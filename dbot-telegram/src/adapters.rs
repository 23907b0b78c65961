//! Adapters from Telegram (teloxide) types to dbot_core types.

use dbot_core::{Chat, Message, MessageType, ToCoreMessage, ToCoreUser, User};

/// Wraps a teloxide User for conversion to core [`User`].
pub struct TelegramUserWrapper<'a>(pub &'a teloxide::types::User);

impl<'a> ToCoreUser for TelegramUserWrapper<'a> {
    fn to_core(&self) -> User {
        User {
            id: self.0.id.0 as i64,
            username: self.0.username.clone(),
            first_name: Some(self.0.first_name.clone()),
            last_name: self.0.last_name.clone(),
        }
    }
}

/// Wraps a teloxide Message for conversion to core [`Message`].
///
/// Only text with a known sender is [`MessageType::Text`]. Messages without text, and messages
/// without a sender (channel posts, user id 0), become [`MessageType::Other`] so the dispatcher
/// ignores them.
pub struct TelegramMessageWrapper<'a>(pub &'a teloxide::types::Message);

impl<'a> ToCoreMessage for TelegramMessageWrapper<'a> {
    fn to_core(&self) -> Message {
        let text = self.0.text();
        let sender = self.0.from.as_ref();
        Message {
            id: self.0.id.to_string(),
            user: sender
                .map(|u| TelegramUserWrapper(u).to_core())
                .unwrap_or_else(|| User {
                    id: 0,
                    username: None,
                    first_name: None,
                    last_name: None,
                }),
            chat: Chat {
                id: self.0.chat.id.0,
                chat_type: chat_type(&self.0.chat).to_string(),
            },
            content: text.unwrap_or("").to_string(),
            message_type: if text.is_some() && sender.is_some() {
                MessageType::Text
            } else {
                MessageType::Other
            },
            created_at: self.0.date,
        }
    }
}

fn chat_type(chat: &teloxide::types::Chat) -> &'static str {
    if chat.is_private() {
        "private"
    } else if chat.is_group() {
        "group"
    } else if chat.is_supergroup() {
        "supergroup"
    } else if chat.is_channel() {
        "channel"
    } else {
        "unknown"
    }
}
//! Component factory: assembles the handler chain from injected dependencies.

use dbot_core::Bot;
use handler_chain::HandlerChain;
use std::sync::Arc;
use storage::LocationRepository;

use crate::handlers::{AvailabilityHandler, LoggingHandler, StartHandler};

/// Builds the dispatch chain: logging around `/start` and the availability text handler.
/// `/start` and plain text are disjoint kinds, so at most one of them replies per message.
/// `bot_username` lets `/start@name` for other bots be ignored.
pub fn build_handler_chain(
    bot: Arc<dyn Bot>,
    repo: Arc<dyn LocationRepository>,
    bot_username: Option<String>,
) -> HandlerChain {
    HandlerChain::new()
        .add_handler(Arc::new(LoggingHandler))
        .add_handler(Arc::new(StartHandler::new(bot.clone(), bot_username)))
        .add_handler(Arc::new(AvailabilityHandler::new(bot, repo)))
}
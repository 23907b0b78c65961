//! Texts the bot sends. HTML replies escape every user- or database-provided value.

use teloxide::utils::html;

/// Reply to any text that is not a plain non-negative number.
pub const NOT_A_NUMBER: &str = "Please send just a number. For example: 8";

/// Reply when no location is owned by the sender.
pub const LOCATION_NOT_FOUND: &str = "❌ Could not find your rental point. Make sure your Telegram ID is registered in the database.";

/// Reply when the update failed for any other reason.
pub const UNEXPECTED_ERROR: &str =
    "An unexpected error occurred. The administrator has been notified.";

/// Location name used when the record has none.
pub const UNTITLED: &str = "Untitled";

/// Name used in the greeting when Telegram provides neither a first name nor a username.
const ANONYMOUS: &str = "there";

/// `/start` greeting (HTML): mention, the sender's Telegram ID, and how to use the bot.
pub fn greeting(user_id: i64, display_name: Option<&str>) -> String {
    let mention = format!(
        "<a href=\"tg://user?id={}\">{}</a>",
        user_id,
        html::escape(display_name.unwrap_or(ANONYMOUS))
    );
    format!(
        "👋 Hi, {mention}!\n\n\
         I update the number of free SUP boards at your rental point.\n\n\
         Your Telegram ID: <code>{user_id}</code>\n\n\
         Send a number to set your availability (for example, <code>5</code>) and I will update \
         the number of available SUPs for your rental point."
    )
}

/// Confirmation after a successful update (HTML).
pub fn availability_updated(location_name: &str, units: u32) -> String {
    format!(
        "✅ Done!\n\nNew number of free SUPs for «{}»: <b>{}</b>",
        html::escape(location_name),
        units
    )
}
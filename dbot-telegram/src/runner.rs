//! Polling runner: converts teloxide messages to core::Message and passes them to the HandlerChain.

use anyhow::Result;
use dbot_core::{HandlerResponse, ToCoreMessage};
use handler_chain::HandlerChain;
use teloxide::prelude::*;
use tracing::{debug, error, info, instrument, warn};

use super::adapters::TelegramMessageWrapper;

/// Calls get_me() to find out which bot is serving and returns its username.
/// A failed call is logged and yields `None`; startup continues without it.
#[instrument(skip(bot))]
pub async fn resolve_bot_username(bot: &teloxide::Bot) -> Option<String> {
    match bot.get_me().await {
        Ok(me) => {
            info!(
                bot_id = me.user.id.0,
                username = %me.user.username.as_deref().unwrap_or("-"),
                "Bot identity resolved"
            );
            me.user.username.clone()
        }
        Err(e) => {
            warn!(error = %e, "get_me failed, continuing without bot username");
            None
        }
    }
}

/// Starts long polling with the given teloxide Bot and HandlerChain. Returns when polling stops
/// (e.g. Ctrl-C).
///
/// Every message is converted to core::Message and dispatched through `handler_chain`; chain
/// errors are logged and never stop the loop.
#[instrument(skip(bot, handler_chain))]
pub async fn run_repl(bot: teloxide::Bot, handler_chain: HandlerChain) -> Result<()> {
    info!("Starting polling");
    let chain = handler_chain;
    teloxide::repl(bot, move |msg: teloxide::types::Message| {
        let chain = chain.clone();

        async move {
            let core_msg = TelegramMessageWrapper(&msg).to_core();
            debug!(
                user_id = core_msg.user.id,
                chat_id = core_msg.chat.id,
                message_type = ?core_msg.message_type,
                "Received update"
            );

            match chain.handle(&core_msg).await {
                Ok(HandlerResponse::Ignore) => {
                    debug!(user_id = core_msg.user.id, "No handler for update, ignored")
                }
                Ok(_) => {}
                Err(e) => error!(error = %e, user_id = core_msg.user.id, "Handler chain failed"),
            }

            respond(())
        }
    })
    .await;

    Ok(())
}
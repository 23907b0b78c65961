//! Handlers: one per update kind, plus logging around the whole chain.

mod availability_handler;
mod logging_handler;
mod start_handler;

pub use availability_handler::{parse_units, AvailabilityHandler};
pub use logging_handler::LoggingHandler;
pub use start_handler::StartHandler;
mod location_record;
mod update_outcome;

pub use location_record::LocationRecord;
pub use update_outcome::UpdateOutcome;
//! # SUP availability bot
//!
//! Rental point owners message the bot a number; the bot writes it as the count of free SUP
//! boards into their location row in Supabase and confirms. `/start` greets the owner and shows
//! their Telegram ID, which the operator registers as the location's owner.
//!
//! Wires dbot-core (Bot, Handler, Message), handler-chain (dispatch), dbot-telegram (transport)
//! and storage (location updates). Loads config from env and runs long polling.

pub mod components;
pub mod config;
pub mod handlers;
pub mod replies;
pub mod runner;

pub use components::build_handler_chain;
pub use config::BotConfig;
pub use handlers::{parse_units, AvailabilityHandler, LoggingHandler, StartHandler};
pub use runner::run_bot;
★ ★ ★ ★ ★
▸ **Task to complete**
Repeat the lines above with every word intact.

▸ **Response**
filename dbot-telegram/src/adapters.rs
repository 23907b0b78c65961
//! Adapters from Telegram (teloxide) types to dbot_core types.

use dbot_core::{Chat, Message, MessageType, ToCoreMessage, ToCoreUser, User};

/// Wraps a teloxide User for conversion to core [`User`].
pub struct TelegramUserWrapper<'a>(pub &'a teloxide::types::User);

impl<'a> ToCoreUser for TelegramUserWrapper<'a> {
    fn to_core(&self) -> User {
        User {
            id: self.0.id.0 as i64,
            username: self.0.username.clone(),
            first_name: Some(self.0.first_name.clone()),
            last_name: self.0.last_name.clone(),
        }
    }
}

/// Wraps a teloxide Message for conversion to core [`Message`].
///
/// Only text with a known sender is [`MessageType::Text`]. Messages without text, and messages
/// without a sender (channel posts, user id 0), become [`MessageType::Other`] so the dispatcher
/// ignores them.
pub struct TelegramMessageWrapper<'a>(pub &'a teloxide::types::Message);

impl<'a> ToCoreMessage for TelegramMessageWrapper<'a> {
    fn to_core(&self) -> Message {
        let text = self.0.text();
        let sender = self.0.from.as_ref();
        Message {
            id: self.0.id.to_string(),
            user: sender
                .map(|u| TelegramUserWrapper(u).to_core())
                .unwrap_or_else(|| User {
                    id: 0,
                    username: None,
                    first_name: None,
                    last_name: None,
                }),
            chat: Chat {
                id: self.0.chat.id.0,
                chat_type: chat_type(&self.0.chat).to_string(),
            },
            content: text.unwrap_or("").to_string(),
            message_type: if text.is_some() && sender.is_some() {
                MessageType::Text
            } else {
                MessageType::Other
            },
            created_at: self.0.date,
        }
    }
}

fn chat_type(chat: &teloxide::types::Chat) -> &'static str {
    if chat.is_private() {
        "private"
    } else if chat.is_group() {
        "group"
    } else if chat.is_supergroup() {
        "supergroup"
    } else if chat.is_channel() {
        "channel"
    } else {
        "unknown"
    }
}
//! Component factory: assembles the handler chain from injected dependencies.

use dbot_core::Bot;
use handler_chain::HandlerChain;
use std::sync::Arc;
use storage::LocationRepository;

use crate::handlers::{AvailabilityHandler, LoggingHandler, StartHandler};

/// Builds the dispatch chain: logging around `/start` and the availability text handler.
/// `/start` and plain text are disjoint kinds, so at most one of them replies per message.
/// `bot_username` lets `/start@name` for other bots be ignored.
pub fn build_handler_chain(
    bot: Arc<dyn Bot>,
    repo: Arc<dyn LocationRepository>,
    bot_username: Option<String>,
) -> HandlerChain {
    HandlerChain::new()
        .add_handler(Arc::new(LoggingHandler))
        .add_handler(Arc::new(StartHandler::new(bot.clone(), bot_username)))
        .add_handler(Arc::new(AvailabilityHandler::new(bot, repo)))
}
repository 23907b0b78c65961
//! Texts the bot sends. HTML replies escape every user- or database-provided value.

use teloxide::utils::html;

/// Reply to any text that is not a plain non-negative number.
pub const NOT_A_NUMBER: &str = "Please send just a number. For example: 8";

/// Reply when no location is owned by the sender.
pub const LOCATION_NOT_FOUND: &str = "❌ Could not find your rental point. Make sure your Telegram ID is registered in the database.";

/// Reply when the update failed for any other reason.
pub const UNEXPECTED_ERROR: &str =
    "An unexpected error occurred. The administrator has been notified.";

/// Location name used when the record has none.
pub const UNTITLED: &str = "Untitled";

/// Name used in the greeting when Telegram provides neither a first name nor a username.
const ANONYMOUS: &str = "there";

/// `/start` greeting (HTML): mention, the sender's Telegram ID, and how to use the bot.
pub fn greeting(user_id: i64, display_name: Option<&str>) -> String {
    let mention = format!(
        "<a href=\"tg://user?id={}\">{}</a>",
        user_id,
        html::escape(display_name.unwrap_or(ANONYMOUS))
    );
    format!(
        "👋 Hi, {mention}!\n\n\
         I update the number of free SUP boards at your rental point.\n\n\
         Your Telegram ID: <code>{user_id}</code>\n\n\
         Send a number to set your availability (for example, <code>5</code>) and I will update \
         the number of available SUPs for your rental point."
    )
}

/// Confirmation after a successful update (HTML).
pub fn availability_updated(location_name: &str, units: u32) -> String {
    format!(
        "✅ Done!\n\nNew number of free SUPs for «{}»: <b>{}</b>",
        html::escape(location_name),
        units
    )
}
filename dbot-telegram/src/runner.rs
//! Polling runner: converts teloxide messages to core::Message and passes them to the HandlerChain.

use anyhow::Result;
use dbot_core::{HandlerResponse, ToCoreMessage};
use handler_chain::HandlerChain;
use teloxide::prelude::*;
use tracing::{debug, error, info, instrument, warn};

use super::adapters::TelegramMessageWrapper;

/// Calls get_me() to find out which bot is serving and returns its username.
/// A failed call is logged and yields `None`; startup continues without it.
#[instrument(skip(bot))]
pub async fn resolve_bot_username(bot: &teloxide::Bot) -> Option<String> {
    match bot.get_me().await {
        Ok(me) => {
            info!(
                bot_id = me.user.id.0,
                username = %me.user.username.as_deref().unwrap_or("-"),
                "Bot identity resolved"
            );
            me.user.username.clone()
        }
        Err(e) => {
            warn!(error = %e, "get_me failed, continuing without bot username");
            None
        }
    }
}

/// Starts long polling with the given teloxide Bot and HandlerChain. Returns when polling stops
/// (e.g. Ctrl-C).
///
/// Every message is converted to core::Message and dispatched through `handler_chain`; chain
/// errors are logged and never stop the loop.
#[instrument(skip(bot, handler_chain))]
pub async fn run_repl(bot: teloxide::Bot, handler_chain: HandlerChain) -> Result<()> {
    info!("Starting polling");
    let chain = handler_chain;
    teloxide::repl(bot, move |msg: teloxide::types::Message| {
        let chain = chain.clone();

        async move {
            let core_msg = TelegramMessageWrapper(&msg).to_core();
            debug!(
                user_id = core_msg.user.id,
                chat_id = core_msg.chat.id,
                message_type = ?core_msg.message_type,
                "Received update"
            );

            match chain.handle(&core_msg).await {
                Ok(HandlerResponse::Ignore) => {
                    debug!(user_id = core_msg.user.id, "No handler for update, ignored")
                }
                Ok(_) => {}
                Err(e) => error!(error = %e, user_id = core_msg.user.id, "Handler chain failed"),
            }

            respond(())
        }
    })
    .await;

    Ok(())
}
repository 23907b0b78c65961
//! Handlers: one per update kind, plus logging around the whole chain.

mod availability_handler;
mod logging_handler;
mod start_handler;

pub use availability_handler::{parse_units, AvailabilityHandler};
pub use logging_handler::LoggingHandler;
pub use start_handler::StartHandler;
mod location_record;
mod update_outcome;

pub use location_record::LocationRecord;
pub use update_outcome::UpdateOutcome;
//! # SUP availability bot
//!
//! Rental point owners message the bot a number; the bot writes it as the count of free SUP
//! boards into their location row in Supabase and confirms. `/start` greets the owner and shows
//! their Telegram ID, which the operator registers as the location's owner.
//!
//! Wires dbot-core (Bot, Handler, Message), handler-chain (dispatch), dbot-telegram (transport)
//! and storage (location updates). Loads config from env and runs long polling.

pub mod components;
pub mod config;
pub mod handlers;
pub mod replies;
pub mod runner;

pub use components::build_handler_chain;
pub use config::BotConfig;
pub use handlers::{parse_units, AvailabilityHandler, LoggingHandler, StartHandler};
pub use runner::run_bot;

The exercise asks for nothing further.